Copy, from the entries below, each line in which the string "bytes" appears.

## Given information
=-=-=-=-=
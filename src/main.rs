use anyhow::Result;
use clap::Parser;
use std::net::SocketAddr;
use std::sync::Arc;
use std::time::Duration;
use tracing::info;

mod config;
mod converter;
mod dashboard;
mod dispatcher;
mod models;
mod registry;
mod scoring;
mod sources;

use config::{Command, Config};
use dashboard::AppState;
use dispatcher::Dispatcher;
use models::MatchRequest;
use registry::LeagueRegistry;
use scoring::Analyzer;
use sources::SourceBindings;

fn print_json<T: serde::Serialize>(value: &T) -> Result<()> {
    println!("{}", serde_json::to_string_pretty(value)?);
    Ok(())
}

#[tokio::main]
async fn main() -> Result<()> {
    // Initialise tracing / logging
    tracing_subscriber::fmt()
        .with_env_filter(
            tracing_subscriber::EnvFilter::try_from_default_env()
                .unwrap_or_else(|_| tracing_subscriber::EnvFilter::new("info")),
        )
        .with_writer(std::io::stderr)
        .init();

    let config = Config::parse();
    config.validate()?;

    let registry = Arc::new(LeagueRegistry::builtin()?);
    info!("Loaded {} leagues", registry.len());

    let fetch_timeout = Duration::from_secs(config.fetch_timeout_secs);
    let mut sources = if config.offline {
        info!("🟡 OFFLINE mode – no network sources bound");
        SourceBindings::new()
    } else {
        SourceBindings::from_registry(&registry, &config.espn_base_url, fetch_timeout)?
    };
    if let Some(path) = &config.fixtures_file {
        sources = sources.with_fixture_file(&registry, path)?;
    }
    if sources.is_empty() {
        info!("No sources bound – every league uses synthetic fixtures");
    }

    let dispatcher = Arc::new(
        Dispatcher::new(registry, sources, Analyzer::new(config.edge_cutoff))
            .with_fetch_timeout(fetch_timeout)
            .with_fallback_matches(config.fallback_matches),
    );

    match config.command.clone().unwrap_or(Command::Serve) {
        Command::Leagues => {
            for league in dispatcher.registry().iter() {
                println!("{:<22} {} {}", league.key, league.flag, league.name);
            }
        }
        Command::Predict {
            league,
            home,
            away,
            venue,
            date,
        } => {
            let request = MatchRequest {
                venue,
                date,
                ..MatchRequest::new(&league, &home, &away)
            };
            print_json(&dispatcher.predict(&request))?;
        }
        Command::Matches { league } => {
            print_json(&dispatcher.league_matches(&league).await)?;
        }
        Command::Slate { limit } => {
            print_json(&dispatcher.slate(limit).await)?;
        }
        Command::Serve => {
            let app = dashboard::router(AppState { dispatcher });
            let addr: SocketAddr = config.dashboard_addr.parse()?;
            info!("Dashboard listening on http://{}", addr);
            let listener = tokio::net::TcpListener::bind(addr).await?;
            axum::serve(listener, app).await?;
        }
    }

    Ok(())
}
=-=-=-=-=
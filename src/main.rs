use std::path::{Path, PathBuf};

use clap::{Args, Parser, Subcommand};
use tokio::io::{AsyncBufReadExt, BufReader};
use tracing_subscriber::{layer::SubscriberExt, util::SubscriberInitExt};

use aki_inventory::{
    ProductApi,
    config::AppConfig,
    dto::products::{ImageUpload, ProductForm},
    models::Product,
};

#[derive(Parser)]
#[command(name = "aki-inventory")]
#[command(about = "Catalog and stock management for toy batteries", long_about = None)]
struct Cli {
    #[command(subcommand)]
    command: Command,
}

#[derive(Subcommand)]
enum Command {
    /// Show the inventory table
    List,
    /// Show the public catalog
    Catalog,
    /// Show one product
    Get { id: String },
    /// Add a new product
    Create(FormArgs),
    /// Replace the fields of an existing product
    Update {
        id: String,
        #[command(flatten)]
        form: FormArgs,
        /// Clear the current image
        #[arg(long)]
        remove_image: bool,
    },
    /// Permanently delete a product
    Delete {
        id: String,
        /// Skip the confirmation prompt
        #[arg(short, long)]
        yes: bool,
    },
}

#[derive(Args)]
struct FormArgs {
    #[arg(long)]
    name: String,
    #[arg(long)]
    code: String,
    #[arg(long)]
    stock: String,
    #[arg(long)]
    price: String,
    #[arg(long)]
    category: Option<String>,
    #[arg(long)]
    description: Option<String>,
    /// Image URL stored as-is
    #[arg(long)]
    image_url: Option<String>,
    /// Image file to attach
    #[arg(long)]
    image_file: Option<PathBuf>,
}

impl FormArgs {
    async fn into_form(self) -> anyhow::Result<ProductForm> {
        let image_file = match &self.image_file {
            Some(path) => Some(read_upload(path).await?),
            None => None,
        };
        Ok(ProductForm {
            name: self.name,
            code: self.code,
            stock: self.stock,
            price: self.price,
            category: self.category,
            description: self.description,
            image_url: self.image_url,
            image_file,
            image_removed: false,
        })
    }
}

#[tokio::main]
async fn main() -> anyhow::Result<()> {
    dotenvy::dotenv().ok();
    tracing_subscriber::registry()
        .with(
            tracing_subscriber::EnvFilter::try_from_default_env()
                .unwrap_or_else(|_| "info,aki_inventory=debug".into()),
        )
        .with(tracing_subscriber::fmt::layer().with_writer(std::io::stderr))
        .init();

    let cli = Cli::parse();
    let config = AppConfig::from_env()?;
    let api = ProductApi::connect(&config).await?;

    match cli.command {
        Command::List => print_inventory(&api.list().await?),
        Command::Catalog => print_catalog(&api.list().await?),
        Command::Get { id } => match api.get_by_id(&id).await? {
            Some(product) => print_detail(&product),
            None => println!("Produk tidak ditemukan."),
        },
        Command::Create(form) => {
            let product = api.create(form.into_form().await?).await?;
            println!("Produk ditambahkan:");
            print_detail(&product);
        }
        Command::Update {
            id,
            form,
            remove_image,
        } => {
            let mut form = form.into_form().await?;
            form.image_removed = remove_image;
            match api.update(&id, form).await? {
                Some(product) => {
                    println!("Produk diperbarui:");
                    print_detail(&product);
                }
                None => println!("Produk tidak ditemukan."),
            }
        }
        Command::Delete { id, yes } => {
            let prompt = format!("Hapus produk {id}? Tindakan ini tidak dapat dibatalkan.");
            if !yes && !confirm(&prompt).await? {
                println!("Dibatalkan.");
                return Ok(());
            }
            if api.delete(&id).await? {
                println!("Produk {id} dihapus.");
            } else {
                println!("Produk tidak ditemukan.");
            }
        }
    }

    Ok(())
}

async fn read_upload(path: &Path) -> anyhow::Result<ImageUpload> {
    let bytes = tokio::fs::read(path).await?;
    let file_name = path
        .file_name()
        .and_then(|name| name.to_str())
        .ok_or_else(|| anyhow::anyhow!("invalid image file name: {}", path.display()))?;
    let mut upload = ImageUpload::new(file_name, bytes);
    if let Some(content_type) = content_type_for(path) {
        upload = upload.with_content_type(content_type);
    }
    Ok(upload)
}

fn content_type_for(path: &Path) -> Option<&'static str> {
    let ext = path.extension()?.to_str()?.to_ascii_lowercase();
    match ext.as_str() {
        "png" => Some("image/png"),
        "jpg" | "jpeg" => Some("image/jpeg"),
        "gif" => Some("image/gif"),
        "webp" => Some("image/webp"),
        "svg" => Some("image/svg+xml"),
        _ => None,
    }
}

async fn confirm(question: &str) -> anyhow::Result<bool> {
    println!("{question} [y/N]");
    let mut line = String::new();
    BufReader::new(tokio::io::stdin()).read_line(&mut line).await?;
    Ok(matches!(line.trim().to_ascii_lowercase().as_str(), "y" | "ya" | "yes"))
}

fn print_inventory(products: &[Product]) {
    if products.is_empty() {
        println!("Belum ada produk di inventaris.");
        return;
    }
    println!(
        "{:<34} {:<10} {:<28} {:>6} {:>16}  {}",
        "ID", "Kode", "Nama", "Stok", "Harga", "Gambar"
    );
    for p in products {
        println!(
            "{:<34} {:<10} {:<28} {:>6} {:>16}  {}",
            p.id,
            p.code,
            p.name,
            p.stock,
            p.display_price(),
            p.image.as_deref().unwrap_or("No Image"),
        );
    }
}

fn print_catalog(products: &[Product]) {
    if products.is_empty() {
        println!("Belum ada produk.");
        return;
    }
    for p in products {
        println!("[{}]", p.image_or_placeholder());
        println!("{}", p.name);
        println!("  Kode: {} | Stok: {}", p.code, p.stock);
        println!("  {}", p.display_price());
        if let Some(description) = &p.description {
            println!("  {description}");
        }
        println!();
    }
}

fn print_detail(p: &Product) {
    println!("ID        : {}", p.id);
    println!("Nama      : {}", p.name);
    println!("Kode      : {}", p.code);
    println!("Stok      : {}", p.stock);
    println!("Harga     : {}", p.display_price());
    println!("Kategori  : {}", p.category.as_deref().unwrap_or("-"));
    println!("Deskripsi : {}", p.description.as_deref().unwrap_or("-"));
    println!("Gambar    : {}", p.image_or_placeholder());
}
=-=-=-=-=
## Result below
    let bytes = tokio::fs::read(path).await?;
    let mut upload = ImageUpload::new(file_name, bytes);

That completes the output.